━━ Supplied material ━━

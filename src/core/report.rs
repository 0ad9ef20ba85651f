//! Per-path processing and report output
//!
//! Each path runs through a small state machine to completion before the
//! next path starts:
//!
//! ```text
//! Unbound → [Connecting → Connected | ConnectFailed] → Querying → Queried | QueryFailed
//!         → [Disconnecting →] Reported
//! ```
//!
//! `ConnectFailed` goes straight to `Reported`. Failures are isolated to
//! their own path and end up as report lines, never as errors.

use super::binding::{ArgumentBindings, CredentialRegistry, PathBinding};
use super::disk::{format_gb, format_percent, query_usage, DiskSpace, DiskUsage};
use super::session::{RemoteShare, ShareSession};
use crate::logger;
use crate::utils::{QueryError, ReportError, SessionError};
use std::fmt;
use std::io::Write;

/// Processing stage of a single path
#[derive(Debug, Clone, Copy, PartialEq, Eq)]
pub enum PathState {
    Unbound,
    Connecting,
    Connected,
    ConnectFailed,
    Querying,
    Queried,
    QueryFailed,
    Disconnecting,
    Reported,
}

impl fmt::Display for PathState {
    fn fmt(&self, f: &mut fmt::Formatter<'_>) -> fmt::Result {
        fmt::Debug::fmt(self, f)
    }
}

/// How a path ended up
#[derive(Debug, Clone, PartialEq)]
pub enum PathOutcome {
    Usage(DiskUsage),
    QueryFailed(QueryError),
    SessionFailed(SessionError),
}

impl PathOutcome {
    fn from_query(result: Result<DiskUsage, QueryError>) -> Self {
        match result {
            Ok(usage) => PathOutcome::Usage(usage),
            Err(err) => PathOutcome::QueryFailed(err),
        }
    }

    pub fn is_success(&self) -> bool {
        matches!(self, PathOutcome::Usage(_))
    }

    /// The report line for this outcome, without a line terminator
    pub fn render(&self, spec: &str) -> String {
        match self {
            PathOutcome::Usage(usage) => format!(
                "{} - {}GB, {} full",
                spec,
                format_gb(usage.size_gb()),
                format_percent(usage.percent_used())
            ),
            PathOutcome::QueryFailed(_) => format!("Unable to query {}", spec),
            PathOutcome::SessionFailed(err) => format!("Unable to query {} ({})", spec, err),
        }
    }
}

/// Outcome of one path plus the states it passed through
#[derive(Debug, Clone, PartialEq)]
pub struct PathRun {
    pub outcome: PathOutcome,
    pub states: Vec<PathState>,
}

struct StateTrace<'a> {
    spec: &'a str,
    states: Vec<PathState>,
}

impl<'a> StateTrace<'a> {
    fn new(spec: &'a str) -> Self {
        let mut trace = StateTrace {
            spec,
            states: Vec::new(),
        };
        trace.enter(PathState::Unbound);
        trace
    }

    fn enter(&mut self, state: PathState) {
        logger::log_debug_verbose(&format!("[{}] -> {}", self.spec, state));
        self.states.push(state);
    }

    fn finish(mut self, outcome: PathOutcome) -> PathRun {
        self.enter(PathState::Reported);
        PathRun {
            outcome,
            states: self.states,
        }
    }
}

/// Run one binding through connect (if bound), query, and disconnect
pub async fn process_path(
    binding: &PathBinding,
    registry: &CredentialRegistry,
    share: &dyn RemoteShare,
    disk: &dyn DiskSpace,
) -> PathRun {
    let mut trace = StateTrace::new(binding.spec());
    let path = binding.path();

    let session = match binding.credential() {
        Some(index) => {
            trace.enter(PathState::Connecting);
            let opened = match registry.get(index) {
                Some(credentials) => ShareSession::open(share, path, credentials).await,
                None => Err(SessionError::MissingCredentials),
            };
            match opened {
                Ok(session) => {
                    trace.enter(PathState::Connected);
                    Some(session)
                }
                Err(err) => {
                    trace.enter(PathState::ConnectFailed);
                    return trace.finish(PathOutcome::SessionFailed(err));
                }
            }
        }
        None => None,
    };

    trace.enter(PathState::Querying);
    let result = query_usage(disk, path).await;
    match &result {
        Ok(_) => trace.enter(PathState::Queried),
        Err(err) => {
            logger::log_warn(&format!("Query of {} failed: {}", path, err));
            trace.enter(PathState::QueryFailed);
        }
    }

    if let Some(session) = session {
        trace.enter(PathState::Disconnecting);
        session.close().await;
    }

    trace.finish(PathOutcome::from_query(result))
}

/// Writes one flushed line per path
pub struct ReportWriter<W: Write> {
    out: W,
}

impl<W: Write> ReportWriter<W> {
    pub fn new(out: W) -> Self {
        Self { out }
    }

    pub fn emit(&mut self, binding: &PathBinding, outcome: &PathOutcome) -> Result<(), ReportError> {
        writeln!(self.out, "{}", outcome.render(binding.spec()))?;
        self.out.flush()?;
        Ok(())
    }

    pub fn into_inner(self) -> W {
        self.out
    }
}

/// Counts reported at the end of a run
#[derive(Debug, Clone, Copy, Default, PartialEq, Eq)]
pub struct ReportSummary {
    pub succeeded: usize,
    pub failed: usize,
}

/// Process every bound path in argument order, writing a line for each
///
/// Only output failures are returned as errors.
pub async fn run_report<W: Write>(
    bindings: &ArgumentBindings,
    share: &dyn RemoteShare,
    disk: &dyn DiskSpace,
    writer: &mut ReportWriter<W>,
) -> Result<ReportSummary, ReportError> {
    let mut summary = ReportSummary::default();

    for binding in &bindings.paths {
        let run = process_path(binding, &bindings.registry, share, disk).await;
        writer.emit(binding, &run.outcome)?;

        if run.outcome.is_success() {
            summary.succeeded += 1;
        } else {
            summary.failed += 1;
        }
    }

    logger::log_info(&format!(
        "Report complete: {} succeeded, {} failed",
        summary.succeeded, summary.failed
    ));
    Ok(summary)
}
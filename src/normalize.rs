//! Path normalisation helpers.
//!
//! Every path argument passes through [`normalize_path_spec`] before it
//! reaches a connect or free-space call, so `C:\Data` and `C:\Data\`
//! are queried identically.

use std::path::{is_separator, MAIN_SEPARATOR};

/// Append the platform separator unless the path already ends with one.
///
/// An empty spec stays empty so it cannot turn into the root directory.
pub fn normalize_path_spec(spec: &str) -> String {
    if spec.is_empty() || spec.ends_with(is_separator) {
        spec.to_string()
    } else {
        let mut normalized = String::with_capacity(spec.len() + 1);
        normalized.push_str(spec);
        normalized.push(MAIN_SEPARATOR);
        normalized
    }
}

/// Reduce a UNC path to its `\\server\share` root.
///
/// Returns `None` when the path is not a UNC path or has no share component.
/// Both `\` and `/` are accepted as separators.
pub fn share_root(path: &str) -> Option<String> {
    let unc_sep = |c: char| c == '\\' || c == '/';

    let mut chars = path.chars();
    if !(chars.next().is_some_and(unc_sep) && chars.next().is_some_and(unc_sep)) {
        return None;
    }

    let mut parts = path[2..].split(unc_sep).filter(|p| !p.is_empty());
    let server = parts.next()?;
    let share = parts.next()?;

    Some(format!(r"\\{}\{}", server, share))
}
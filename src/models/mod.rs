//! # Domain Models
//!
//! Credential data gathered from the command line.
//!
//! ## Security Design
//!
//! The [`SecureString`] type provides memory-safe credential handling:
//! - Password data is zeroed on drop to prevent leakage via swap/core dumps
//! - Never exposed in `Debug` or `Display` implementations
//!
//! Credentials live only in process memory for the duration of one run and
//! are never written to logs or the report.

pub mod credentials;

pub use credentials::{CredentialPair, SecureString, Username};
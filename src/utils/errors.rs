//! Error types for the free-space report
//!
//! All error types use thiserror for clean error handling.
//! SECURITY: Error messages MUST NOT contain passwords or sensitive data.

use super::error_codes::error_message_for;

/// Errors from establishing an authenticated session to a remote share
#[derive(Debug, Clone, PartialEq, Eq, thiserror::Error)]
pub enum SessionError {
    /// The connect primitive returned a non-zero status
    #[error("{message}")]
    Connect { code: u32, message: String },

    /// The path refers to a credential pair the registry does not hold
    #[error("no credentials registered for this path")]
    MissingCredentials,
}

impl SessionError {
    /// Build the error for a non-zero connect status, resolving its message
    pub fn from_status(code: u32) -> Self {
        SessionError::Connect {
            code,
            message: error_message_for(code).into_owned(),
        }
    }

    /// The connect status, if the primitive was called
    pub fn code(&self) -> Option<u32> {
        match self {
            SessionError::Connect { code, .. } => Some(*code),
            SessionError::MissingCredentials => None,
        }
    }
}

/// Errors from the free-space query
#[derive(Debug, Clone, PartialEq, Eq, thiserror::Error)]
pub enum QueryError {
    #[error("free-space query failed: {0}")]
    Platform(String),

    /// The volume reported a total capacity of zero bytes
    #[error("volume reports zero capacity")]
    ZeroCapacity,

    #[error("empty path")]
    EmptyPath,
}

/// Errors that abort the report itself (not a single path)
#[derive(Debug, thiserror::Error)]
pub enum ReportError {
    #[error("failed to write report: {0}")]
    Io(#[from] std::io::Error),
}

#[cfg(test)]
mod tests {
    use super::*;

    #[test]
    fn session_error_displays_mapped_message() {
        let err = SessionError::from_status(1219);
        assert_eq!(err.code(), Some(1219));
        assert_eq!(err.to_string(), "multiple connections not allowed");
    }

    #[test]
    fn session_error_unmapped_code_carries_number() {
        let err = SessionError::from_status(424242);
        assert_eq!(err.to_string(), "unknown error (424242)");
    }
}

━━━

Return only the lines between the one holding "trace.enter(PathState::Querying);" and the one holding "impl<W: Write> ReportWriter<W>", inclusive, exactly as they appear above.

    trace.enter(PathState::Querying);
    let result = query_usage(disk, path).await;
    match &result {
        Ok(_) => trace.enter(PathState::Queried),
        Err(err) => {
            logger::log_warn(&format!("Query of {} failed: {}", path, err));
            trace.enter(PathState::QueryFailed);
        }
    }

    if let Some(session) = session {
        trace.enter(PathState::Disconnecting);
        session.close().await;
    }

    trace.finish(PathOutcome::from_query(result))
}

/// Writes one flushed line per path
pub struct ReportWriter<W: Write> {
    out: W,
}

impl<W: Write> ReportWriter<W> {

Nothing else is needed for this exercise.